*WHAT TO WORK ON:* Write the listing below out again exactly, though only as far as the line with "are written under", which is included.

┌──

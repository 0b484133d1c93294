use crate::dom::locator::ElementHandle;
use crate::dom::page::Page;
use crate::error::Result;
use serde::{Deserialize, Serialize};

const SET_ATTRIBUTE_JS: &str = "function(name, value) { this.setAttribute(name, value); }";

/// Progress of a target control, persisted on its DOM node.
///
/// Ordered: a marker only ever moves forward. `Skipped` and `Clicked` are
/// both terminal; a scanner never hands either out again.
#[derive(Debug, Clone, Copy, PartialEq, Eq, PartialOrd, Ord, Hash)]
pub enum Marker {
    Unmarked,
    Counted,
    /// Given up on without a click
    Skipped,
    Clicked,
}

/// Attribute names the markers are written under
#[derive(Debug, Clone, Serialize, Deserialize, PartialEq)]
#[serde(default)]
pub struct MarkerAttributes {
    pub counted: String,
    pub skipped: String,
    pub clicked: String,
}

impl Default for MarkerAttributes {
    fn default() -> Self {
        Self {
            counted: "data-impact-rpa-counted".to_string(),
            skipped: "data-impact-rpa-skipped".to_string(),
            clicked: "data-impact-rpa-clicked".to_string(),
        }
    }
}

impl MarkerAttributes {
    /// Read the marker stored on `element`
    pub fn read<P: Page + ?Sized>(&self, page: &P, element: &ElementHandle) -> Result<Marker> {
        if page.attribute(element, &self.clicked)?.as_deref() == Some("true") {
            return Ok(Marker::Clicked);
        }
        if page.attribute(element, &self.skipped)?.as_deref() == Some("true") {
            return Ok(Marker::Skipped);
        }
        if page.attribute(element, &self.counted)?.as_deref() == Some("true") {
            return Ok(Marker::Counted);
        }
        Ok(Marker::Unmarked)
    }

    /// Move `element` forward to `target`.
    ///
    /// Returns `Ok(true)` when the marker now reads `target` or later. A
    /// marker already past `target` is left alone. `Ok(false)` means neither
    /// the DOM write nor the script fallback took.
    pub fn advance<P: Page + ?Sized>(&self, page: &P, element: &ElementHandle, target: Marker) -> Result<bool> {
        if self.read(page, element)? >= target {
            return Ok(true);
        }
        let name = match target {
            Marker::Unmarked => return Ok(true),
            Marker::Counted => &self.counted,
            Marker::Skipped => &self.skipped,
            Marker::Clicked => &self.clicked,
        };
        write_flag(page, element, name)
    }
}

fn write_flag<P: Page + ?Sized>(page: &P, element: &ElementHandle, name: &str) -> Result<bool> {
    match page.set_attribute(element, name, "true") {
        Ok(()) => return Ok(true),
        Err(e) if e.is_transient() => return Err(e),
        Err(e) => log::debug!("direct write of {} failed, using script: {}", name, e),
    }

    let args = [serde_json::json!(name), serde_json::json!("true")];
    match page.run_script(element, SET_ATTRIBUTE_JS, &args) {
        Ok(_) => Ok(true),
        Err(e) if e.is_transient() => Err(e),
        Err(e) => {
            log::debug!("script write of {} failed: {}", name, e);
            Ok(false)
        }
    }
}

└──

*YOUR RESPONSE:*
repository 0b484133d1c93294
use crate::dom::locator::ElementHandle;
use crate::dom::page::Page;
use crate::error::Result;
use serde::{Deserialize, Serialize};

const SET_ATTRIBUTE_JS: &str = "function(name, value) { this.setAttribute(name, value); }";

/// Progress of a target control, persisted on its DOM node.
///
/// Ordered: a marker only ever moves forward. `Skipped` and `Clicked` are
/// both terminal; a scanner never hands either out again.
#[derive(Debug, Clone, Copy, PartialEq, Eq, PartialOrd, Ord, Hash)]
pub enum Marker {
    Unmarked,
    Counted,
    /// Given up on without a click
    Skipped,
    Clicked,
}

/// Attribute names the markers are written under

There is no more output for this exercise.